In 2008, it was time for marijuana reform, but not in the manner in which reform had come in years past. A new committee was formed, this one advocating the use of marijuana for medicinal purposes, and for diminishing the severe, life-altering consequences given to those found to be in possession of the drug. As it stands today, marijuana is still classified as a Schedule I narcotic, the same category as heroin and cocaine. The Committee for Sensible Marijuana Policy made changes to the consequences that took effect in January 2009.
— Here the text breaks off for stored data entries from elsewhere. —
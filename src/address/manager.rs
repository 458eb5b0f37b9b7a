//! Idempotent attach/detach on top of an [`InterfaceBackend`].
//!
//! # Responsibilities
//! - Read the live binding before every mutation
//! - Turn already-satisfied requests into no-ops
//! - Log and count every real mutation for auditability

use std::collections::BTreeSet;

use serde::Serialize;
use tracing::{debug, info};

use crate::address::backend::{AddressError, InterfaceBackend};
use crate::address::set::{AddressSet, AnycastAddress};
use crate::observability::metrics;

/// What an attach or detach actually did.
#[derive(Debug, Clone, Copy, PartialEq, Eq)]
pub enum Change {
    /// The kernel state was mutated.
    Applied,
    /// The address was already in the requested state.
    NoOp,
}

/// Read-only view of which managed addresses are bound right now.
#[derive(Debug, Clone, Serialize)]
pub struct BindingReport {
    pub interface: String,
    pub managed: Vec<ManagedBinding>,
    /// Addresses on the interface this daemon does not manage.
    pub foreign: Vec<String>,
}

#[derive(Debug, Clone, Serialize)]
pub struct ManagedBinding {
    pub cidr: String,
    pub bound: bool,
}

/// Converges single addresses without duplicate side effects.
#[derive(Debug)]
pub struct AddressManager<B> {
    backend: B,
}

impl<B: InterfaceBackend> AddressManager<B> {
    pub fn new(backend: B) -> Self {
        Self { backend }
    }

    /// Bind `address` unless it is already bound.
    pub async fn attach(&self, address: &AnycastAddress) -> Result<Change, AddressError> {
        if self.is_bound(address).await? {
            debug!(address = %address, interface = address.interface(), "Already attached");
            return Ok(Change::NoOp);
        }

        self.backend.add(address).await?;
        info!(
            address = %address,
            interface = address.interface(),
            op = "attach",
            "Attached anycast address"
        );
        metrics::record_mutation("attach");
        Ok(Change::Applied)
    }

    /// Remove `address` unless it is already absent.
    pub async fn detach(&self, address: &AnycastAddress) -> Result<Change, AddressError> {
        if !self.is_bound(address).await? {
            debug!(address = %address, interface = address.interface(), "Already detached");
            return Ok(Change::NoOp);
        }

        self.backend.del(address).await?;
        info!(
            address = %address,
            interface = address.interface(),
            op = "detach",
            "Detached anycast address"
        );
        metrics::record_mutation("detach");
        Ok(Change::Applied)
    }

    /// Everything bound to `interface` right now, straight from the backend.
    pub async fn list_bound(&self, interface: &str) -> Result<BTreeSet<AnycastAddress>, AddressError> {
        Ok(self.backend.list(interface).await?.into_iter().collect())
    }

    /// Which members of `set` are bound, plus the foreign addresses alongside them.
    pub async fn report(&self, set: &AddressSet) -> Result<BindingReport, AddressError> {
        let bound = self.list_bound(set.interface()).await?;

        let managed = set
            .iter()
            .map(|address| ManagedBinding {
                cidr: address.cidr(),
                bound: bound.contains(address),
            })
            .collect();
        let foreign = bound
            .iter()
            .filter(|address| !set.contains(address))
            .map(AnycastAddress::cidr)
            .collect();

        Ok(BindingReport {
            interface: set.interface().to_string(),
            managed,
            foreign,
        })
    }

    async fn is_bound(&self, address: &AnycastAddress) -> Result<bool, AddressError> {
        Ok(self
            .backend
            .list(address.interface())
            .await?
            .iter()
            .any(|bound| bound == address))
    }
}
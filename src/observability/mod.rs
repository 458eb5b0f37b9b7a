//! Observability subsystem.
//!
//! # Data Flow
//! ```text
//! Probe results, state transitions, address mutations
//!     → logging.rs (structured log events on stdout for the supervisor)
//!     → metrics.rs (counters, gauges, histograms)
//!
//! Consumers:
//!     → supervisord stdout/stderr log files
//!     → Metrics endpoint (Prometheus scrape), when enabled
//! ```
//!
//! # Design Decisions
//! - Every transition and every real mutation is logged; no-ops only at debug
//! - Metrics are opt-in; a router host may not want another listener

pub mod logging;
pub mod metrics;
The Committee is supported by many different organizations, who also felt the punishment for a marijuana conviction was too severe. The change first occurred in Boston, but has now been established by many different states and communities, at their own discretion. The Committee gathered over 100,000 signatures in a petition that helped reduce these penalties. Now, instead of a penalty of up to six months in jail, those who are found in possession of marijuana are not charged criminally, but instead it is considered a civil matter. A fine of $100 is paid if found guilty, and the money raised is used for various community programs throughout the Boston area.
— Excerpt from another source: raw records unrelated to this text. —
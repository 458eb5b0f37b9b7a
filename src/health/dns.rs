//! DNS health probe.
//!
//! Sends one recursive query over UDP and accepts only a matching reply with
//! `NOERROR` (and, by default, a non-empty answer section).

use std::net::{Ipv4Addr, Ipv6Addr, SocketAddr};
use std::str::FromStr;

use async_trait::async_trait;
use hickory_proto::op::{Message, MessageType, OpCode, Query, ResponseCode};
use hickory_proto::rr::{DNSClass, Name, RecordType};
use tokio::net::UdpSocket;
use tracing::debug;

use crate::health::probe::{HealthProbe, ProbeError};
use crate::health::ProbeConfigError;

#[derive(Debug, Clone)]
pub struct DnsProbe {
    server: SocketAddr,
    name: Name,
    record_type: RecordType,
    require_answer: bool,
}

impl DnsProbe {
    pub fn new(
        server: SocketAddr,
        query_name: &str,
        record_type: &str,
        require_answer: bool,
    ) -> Result<Self, ProbeConfigError> {
        let name = Name::from_ascii(query_name)
            .map_err(|e| ProbeConfigError(format!("query_name `{}`: {}", query_name, e)))?;
        let record_type = RecordType::from_str(&record_type.to_ascii_uppercase())
            .map_err(|e| ProbeConfigError(format!("record_type `{}`: {}", record_type, e)))?;

        Ok(Self {
            server,
            name,
            record_type,
            require_answer,
        })
    }

    fn build_query(&self, id: u16) -> Result<Vec<u8>, ProbeError> {
        let mut query = Query::new();
        query.set_name(self.name.clone());
        query.set_query_type(self.record_type);
        query.set_query_class(DNSClass::IN);

        let mut message = Message::new();
        message
            .set_id(id)
            .set_message_type(MessageType::Query)
            .set_op_code(OpCode::Query)
            .set_recursion_desired(true)
            .add_query(query);

        message
            .to_vec()
            .map_err(|e| ProbeError::Ambiguous(format!("cannot encode query: {}", e)))
    }

    fn evaluate(&self, reply: &Message) -> Result<(), ProbeError> {
        let code = reply.response_code();
        if code != ResponseCode::NoError {
            return Err(ProbeError::Failed(format!(
                "{} {} answered {:?}",
                self.name, self.record_type, code
            )));
        }
        if self.require_answer && reply.answers().is_empty() {
            return Err(ProbeError::Failed(format!(
                "{} {} returned no answers",
                self.name, self.record_type
            )));
        }
        Ok(())
    }
}

#[async_trait]
impl HealthProbe for DnsProbe {
    async fn check(&self) -> Result<(), ProbeError> {
        let local: SocketAddr = if self.server.is_ipv4() {
            (Ipv4Addr::UNSPECIFIED, 0).into()
        } else {
            (Ipv6Addr::UNSPECIFIED, 0).into()
        };
        let socket = UdpSocket::bind(local)
            .await
            .map_err(|e| ProbeError::Ambiguous(format!("cannot bind query socket: {}", e)))?;
        socket
            .connect(self.server)
            .await
            .map_err(|e| ProbeError::Connect(e.to_string()))?;

        let id: u16 = rand::random();
        let query = self.build_query(id)?;
        socket
            .send(&query)
            .await
            .map_err(|e| ProbeError::Connect(e.to_string()))?;

        let mut buf = [0u8; 4096];
        loop {
            let len = socket
                .recv(&mut buf)
                .await
                .map_err(|e| ProbeError::Connect(e.to_string()))?;
            // Anything unparseable is stray; keep waiting for the real reply
            // until the caller's deadline.
            let reply = match Message::from_vec(&buf[..len]) {
                Ok(reply) => reply,
                Err(e) => {
                    debug!(len, error = %e, "Ignoring malformed DNS datagram");
                    continue;
                }
            };

            if reply.id() != id || reply.message_type() != MessageType::Response {
                debug!(expected = id, got = reply.id(), "Ignoring unrelated DNS datagram");
                continue;
            }
            return self.evaluate(&reply);
        }
    }

    fn describe(&self) -> String {
        format!("dns {} {} {}", self.server, self.name, self.record_type)
    }
}
//! TCP connect probe.

use async_trait::async_trait;
use tokio::net::TcpStream;

use crate::health::probe::{HealthProbe, ProbeError};

/// Healthy when a TCP connection to `target` is accepted.
#[derive(Debug, Clone)]
pub struct TcpProbe {
    target: String,
}

impl TcpProbe {
    pub fn new(target: impl Into<String>) -> Self {
        Self {
            target: target.into(),
        }
    }
}

#[async_trait]
impl HealthProbe for TcpProbe {
    async fn check(&self) -> Result<(), ProbeError> {
        TcpStream::connect(&self.target)
            .await
            .map(drop)
            .map_err(|e| ProbeError::Connect(format!("{}: {}", self.target, e)))
    }

    fn describe(&self) -> String {
        format!("tcp {}", self.target)
    }
}

#[cfg(test)]
mod tests {
    use super::*;
    use tokio::net::TcpListener;

    #[tokio::test]
    async fn test_listening_port_is_healthy() {
        let listener = TcpListener::bind("127.0.0.1:0").await.unwrap();
        let probe = TcpProbe::new(listener.local_addr().unwrap().to_string());
        assert_eq!(probe.check().await, Ok(()));
    }

    #[tokio::test]
    async fn test_closed_port_is_connect_error() {
        let listener = TcpListener::bind("127.0.0.1:0").await.unwrap();
        let addr = listener.local_addr().unwrap();
        drop(listener);

        let probe = TcpProbe::new(addr.to_string());
        assert!(matches!(probe.check().await, Err(ProbeError::Connect(_))));
    }
}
As mentioned, there is a long list of organizations that support the committee fully. Those organizations include:
· Criminal Justice Policy Coalition
· National Association of Social Workers
· Union of Minority Neighborhoods
· Marijuana Policy Project
There are dozens of other organizations that support the committee and the efforts they are putting forth to abolish the severe consequences of a conviction. There’s even hospitals, doctors, religious leaders, journalists, and others that support the organization. And, of course, those who consume marijuana are definitely excited that changes are coming their way.
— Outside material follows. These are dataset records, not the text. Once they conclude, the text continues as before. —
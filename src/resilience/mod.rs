//! Resilience subsystem.
//!
//! # Data Flow
//! ```text
//! Address mutation fails with AddressError::Transient
//!     → retries.rs (attempt left? sleep backoff + jitter, try again)
//!     → attempts exhausted: defer to the next polling cycle
//! ```
//!
//! # Design Decisions
//! - Retries are bounded inside one cycle so cycles never overlap
//! - Fatal errors are never retried
//! - Jittered backoff keeps a fleet of hosts from retrying in lockstep

pub mod retries;

pub use retries::{calculate_backoff, RetryPolicy};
Over the years as more marijuana research has taken place, many people are understanding that it is a plant far more beneficial than harmful. They understand that it has medicinal properties and is now used across the country to treat a variety of conditions and health concerns. And so, the time for change had come. With so much evidence in support of marijuana benefits, the committee felt assured of their decision, and come out on top as the result of that decision. People support the use of marijuana more than they do not these days and these changes ensure fairness throughout the area and elsewhere, too.
The Committee does not receive any type of compensation for the work they do. They are simply marijuana and criminal advocates who believe in fairness and equality, and who felt the punishments were too severe. Someone caught in possession of a small amount of marijuana could go to jail, lose their job, pay excessive fines of up to $1000, and face a tarnished record for the remainder of their lives. Now that has changed, and so many are thankful for the committee and the great accomplishments they are making toward marijuana legalization.